▶ _Saved entries_
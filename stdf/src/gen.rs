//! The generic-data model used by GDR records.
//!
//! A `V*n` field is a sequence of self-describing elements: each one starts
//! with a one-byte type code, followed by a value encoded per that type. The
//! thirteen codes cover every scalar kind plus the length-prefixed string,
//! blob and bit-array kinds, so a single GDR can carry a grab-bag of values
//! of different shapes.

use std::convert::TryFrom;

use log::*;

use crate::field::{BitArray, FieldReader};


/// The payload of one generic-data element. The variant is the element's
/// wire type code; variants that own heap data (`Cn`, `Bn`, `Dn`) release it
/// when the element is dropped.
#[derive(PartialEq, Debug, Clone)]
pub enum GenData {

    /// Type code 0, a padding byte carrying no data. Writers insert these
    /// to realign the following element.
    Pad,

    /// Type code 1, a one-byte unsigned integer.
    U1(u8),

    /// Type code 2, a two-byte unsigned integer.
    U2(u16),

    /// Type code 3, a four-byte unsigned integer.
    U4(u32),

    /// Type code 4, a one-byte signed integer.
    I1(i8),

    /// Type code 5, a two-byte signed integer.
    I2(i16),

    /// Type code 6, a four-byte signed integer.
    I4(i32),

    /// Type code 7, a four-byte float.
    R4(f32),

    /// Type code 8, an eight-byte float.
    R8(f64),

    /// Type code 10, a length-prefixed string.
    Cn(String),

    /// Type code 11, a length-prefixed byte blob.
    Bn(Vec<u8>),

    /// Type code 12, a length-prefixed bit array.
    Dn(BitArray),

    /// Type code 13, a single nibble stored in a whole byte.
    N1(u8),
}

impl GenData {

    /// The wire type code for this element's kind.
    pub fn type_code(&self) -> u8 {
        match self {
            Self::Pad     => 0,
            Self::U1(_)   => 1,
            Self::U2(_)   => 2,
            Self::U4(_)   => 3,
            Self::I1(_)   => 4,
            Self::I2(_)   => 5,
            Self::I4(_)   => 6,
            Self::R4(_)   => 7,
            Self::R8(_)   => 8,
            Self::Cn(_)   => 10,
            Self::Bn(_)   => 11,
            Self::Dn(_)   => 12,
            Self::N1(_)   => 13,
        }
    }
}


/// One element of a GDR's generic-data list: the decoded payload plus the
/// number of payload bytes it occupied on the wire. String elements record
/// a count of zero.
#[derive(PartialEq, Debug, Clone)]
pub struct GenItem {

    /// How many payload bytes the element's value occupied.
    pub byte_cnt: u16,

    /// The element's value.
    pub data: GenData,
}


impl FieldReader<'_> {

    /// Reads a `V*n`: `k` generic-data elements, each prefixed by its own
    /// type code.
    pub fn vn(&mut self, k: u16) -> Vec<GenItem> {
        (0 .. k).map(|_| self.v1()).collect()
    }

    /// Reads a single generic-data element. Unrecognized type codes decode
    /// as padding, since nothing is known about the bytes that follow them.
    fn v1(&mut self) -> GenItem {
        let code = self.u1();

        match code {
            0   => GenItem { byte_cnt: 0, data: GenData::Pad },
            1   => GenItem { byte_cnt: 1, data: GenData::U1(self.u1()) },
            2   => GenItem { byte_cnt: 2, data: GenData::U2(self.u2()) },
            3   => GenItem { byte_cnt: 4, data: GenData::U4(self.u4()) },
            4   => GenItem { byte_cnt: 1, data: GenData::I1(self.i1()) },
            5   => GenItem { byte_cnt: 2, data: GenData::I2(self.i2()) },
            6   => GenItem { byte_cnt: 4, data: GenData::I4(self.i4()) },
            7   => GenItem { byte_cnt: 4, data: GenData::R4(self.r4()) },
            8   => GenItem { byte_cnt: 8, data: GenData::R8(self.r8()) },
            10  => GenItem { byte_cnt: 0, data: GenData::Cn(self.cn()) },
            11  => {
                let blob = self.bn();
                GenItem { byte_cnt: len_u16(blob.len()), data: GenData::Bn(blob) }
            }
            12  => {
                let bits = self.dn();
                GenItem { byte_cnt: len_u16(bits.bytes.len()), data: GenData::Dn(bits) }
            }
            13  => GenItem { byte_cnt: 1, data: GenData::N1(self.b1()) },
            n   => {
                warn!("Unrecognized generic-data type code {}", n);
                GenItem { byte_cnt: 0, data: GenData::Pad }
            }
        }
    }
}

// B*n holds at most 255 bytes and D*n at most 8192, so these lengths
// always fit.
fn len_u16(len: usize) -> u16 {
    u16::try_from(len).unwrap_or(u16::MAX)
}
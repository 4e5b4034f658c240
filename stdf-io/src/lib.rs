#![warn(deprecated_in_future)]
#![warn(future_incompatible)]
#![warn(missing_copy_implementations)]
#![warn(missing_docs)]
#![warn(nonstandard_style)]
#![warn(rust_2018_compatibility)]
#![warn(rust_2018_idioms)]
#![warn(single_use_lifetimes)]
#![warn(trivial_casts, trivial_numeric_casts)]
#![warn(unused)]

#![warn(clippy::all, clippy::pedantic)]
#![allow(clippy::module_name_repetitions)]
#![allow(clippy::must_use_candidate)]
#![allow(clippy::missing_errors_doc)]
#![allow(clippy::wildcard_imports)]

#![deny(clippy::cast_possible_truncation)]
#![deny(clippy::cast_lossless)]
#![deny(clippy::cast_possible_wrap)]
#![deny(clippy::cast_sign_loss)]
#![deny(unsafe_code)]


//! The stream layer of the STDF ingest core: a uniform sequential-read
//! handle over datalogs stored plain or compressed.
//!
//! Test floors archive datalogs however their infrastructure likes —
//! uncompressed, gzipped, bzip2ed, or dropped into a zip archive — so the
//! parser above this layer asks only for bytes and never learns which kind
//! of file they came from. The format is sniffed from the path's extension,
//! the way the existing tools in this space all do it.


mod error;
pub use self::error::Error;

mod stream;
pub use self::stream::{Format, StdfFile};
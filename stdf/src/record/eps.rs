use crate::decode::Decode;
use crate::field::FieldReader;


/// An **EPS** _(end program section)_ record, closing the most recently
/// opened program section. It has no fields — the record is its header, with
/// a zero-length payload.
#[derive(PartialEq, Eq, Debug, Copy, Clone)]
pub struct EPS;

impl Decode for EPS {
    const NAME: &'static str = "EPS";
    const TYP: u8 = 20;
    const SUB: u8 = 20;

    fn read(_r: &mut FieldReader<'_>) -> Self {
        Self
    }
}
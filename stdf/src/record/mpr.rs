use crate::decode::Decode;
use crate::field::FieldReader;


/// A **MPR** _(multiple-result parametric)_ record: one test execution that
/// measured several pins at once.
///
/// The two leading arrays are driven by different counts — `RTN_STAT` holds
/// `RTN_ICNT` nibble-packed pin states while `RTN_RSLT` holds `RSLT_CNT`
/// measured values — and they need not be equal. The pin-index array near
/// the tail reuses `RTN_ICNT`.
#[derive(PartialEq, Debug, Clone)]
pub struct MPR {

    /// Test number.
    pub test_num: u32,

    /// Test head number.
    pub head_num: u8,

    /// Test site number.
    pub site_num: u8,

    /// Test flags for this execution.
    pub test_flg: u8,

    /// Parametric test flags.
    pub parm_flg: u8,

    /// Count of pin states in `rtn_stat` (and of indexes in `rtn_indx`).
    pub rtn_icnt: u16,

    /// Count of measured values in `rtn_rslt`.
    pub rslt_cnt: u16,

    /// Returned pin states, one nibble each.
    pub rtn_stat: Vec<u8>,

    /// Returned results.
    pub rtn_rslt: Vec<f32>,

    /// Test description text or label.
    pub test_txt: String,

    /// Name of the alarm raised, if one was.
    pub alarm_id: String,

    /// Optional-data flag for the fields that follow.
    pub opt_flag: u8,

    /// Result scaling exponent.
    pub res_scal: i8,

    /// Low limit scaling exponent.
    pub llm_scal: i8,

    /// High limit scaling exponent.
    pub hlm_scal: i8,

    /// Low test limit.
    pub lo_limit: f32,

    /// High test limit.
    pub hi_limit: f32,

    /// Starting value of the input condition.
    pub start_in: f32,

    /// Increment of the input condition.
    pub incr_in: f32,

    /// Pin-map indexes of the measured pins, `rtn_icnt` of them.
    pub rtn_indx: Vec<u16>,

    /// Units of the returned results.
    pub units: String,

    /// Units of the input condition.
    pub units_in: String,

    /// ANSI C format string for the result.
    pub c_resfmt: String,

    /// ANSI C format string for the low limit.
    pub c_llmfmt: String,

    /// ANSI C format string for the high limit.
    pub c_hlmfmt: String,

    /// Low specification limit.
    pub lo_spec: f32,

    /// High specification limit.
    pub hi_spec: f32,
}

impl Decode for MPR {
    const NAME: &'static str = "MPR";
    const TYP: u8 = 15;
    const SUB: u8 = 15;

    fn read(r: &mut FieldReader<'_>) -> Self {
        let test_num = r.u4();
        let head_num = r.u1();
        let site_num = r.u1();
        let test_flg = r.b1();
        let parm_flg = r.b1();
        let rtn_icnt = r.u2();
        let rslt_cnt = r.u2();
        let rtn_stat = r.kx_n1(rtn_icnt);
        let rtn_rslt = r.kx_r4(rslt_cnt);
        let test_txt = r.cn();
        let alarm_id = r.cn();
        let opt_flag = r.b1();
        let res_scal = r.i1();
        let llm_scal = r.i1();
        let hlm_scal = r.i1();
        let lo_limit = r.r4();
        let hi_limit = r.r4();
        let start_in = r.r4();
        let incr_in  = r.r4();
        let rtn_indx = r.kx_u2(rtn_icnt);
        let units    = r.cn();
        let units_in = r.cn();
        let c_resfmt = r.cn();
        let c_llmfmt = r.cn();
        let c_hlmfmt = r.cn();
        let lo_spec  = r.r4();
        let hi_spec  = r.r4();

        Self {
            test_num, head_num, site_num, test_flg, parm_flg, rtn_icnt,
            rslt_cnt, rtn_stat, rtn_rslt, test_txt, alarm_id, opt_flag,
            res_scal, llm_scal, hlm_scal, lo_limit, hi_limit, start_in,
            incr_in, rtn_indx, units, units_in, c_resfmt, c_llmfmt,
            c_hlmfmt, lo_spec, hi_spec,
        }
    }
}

▶ _TASK DESCRIPTION_
Look through the entries and work out how many lines have the word "dropped" in them; reply with that number only.

▶ _TASK RESPONSE_
2